* [PROBLEM STATEMENT]:
Lines with the word "Sign" are the ones wanted. Copy each of them from the entries below.

[Dataset entries]
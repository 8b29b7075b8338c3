//! API Module
//!
//! HTTP client for the recipe backend.

pub mod client;

pub use client::*;
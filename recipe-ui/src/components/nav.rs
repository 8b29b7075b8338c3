//! Navigation Component
//!
//! Header navigation bar with brand, links and account actions.

use leptos::*;
use leptos_router::*;

use crate::state::use_global_state;

/// Navigation header component
#[component]
pub fn Nav() -> impl IntoView {
    let state = use_global_state();
    let navigate = use_navigate();

    let on_logout = move |_| {
        state.logout();
        navigate("/login", Default::default());
    };

    view! {
        <nav class="bg-white border-b border-gray-200 shadow-sm">
            <div class="container mx-auto px-4">
                <div class="flex items-center justify-between h-16">
                    <A href="/" class="flex items-center space-x-3">
                        <span class="text-2xl">"🍳"</span>
                        <span class="text-xl font-bold text-gray-900">"Recipe Manager"</span>
                    </A>

                    <div class="flex items-center space-x-1">
                        <NavLink href="/" label="Recipes" />
                        <NavLink href="/categories" label="Categories" />
                        <NavLink href="/meal-plans" label="Meal Plans" />
                        <NavLink href="/grocery-list" label="Grocery List" />
                        <Show when=move || state.is_admin()>
                            <NavLink href="/admin" label="Admin" />
                        </Show>
                    </div>

                    <div class="flex items-center space-x-3">
                        <Show
                            when=move || state.is_authenticated()
                            fallback=|| view! {
                                <A href="/login" class="text-gray-700 hover:text-gray-900">"Sign In"</A>
                                <A
                                    href="/register"
                                    class="px-4 py-2 bg-primary-600 hover:bg-primary-700 text-white rounded-lg"
                                >
                                    "Sign Up"
                                </A>
                            }
                        >
                            <A
                                href="/recipes/new"
                                class="px-4 py-2 bg-primary-600 hover:bg-primary-700 text-white rounded-lg"
                            >
                                "+ Create Recipe"
                            </A>
                            <span class="text-sm text-gray-600">
                                {move || state.user.with(|u| u.as_ref().map(|u| u.email.clone()).unwrap_or_default())}
                            </span>
                            <button
                                on:click=on_logout.clone()
                                class="text-sm text-gray-600 hover:text-gray-900"
                            >
                                "Logout"
                            </button>
                        </Show>
                    </div>
                </div>
            </div>
        </nav>
    }
}

/// Individual navigation link
#[component]
fn NavLink(
    href: &'static str,
    label: &'static str,
) -> impl IntoView {
    view! {
        <A
            href=href
            class="px-4 py-2 rounded-lg text-gray-600 hover:text-gray-900 hover:bg-gray-100 transition-colors"
            active_class="bg-gray-100 text-gray-900"
            exact=true
        >
            {label}
        </A>
    }
}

* [SOLVED EXERCISE]:
                                <A href="/login" class="text-gray-700 hover:text-gray-900">"Sign In"</A>
                                    "Sign Up"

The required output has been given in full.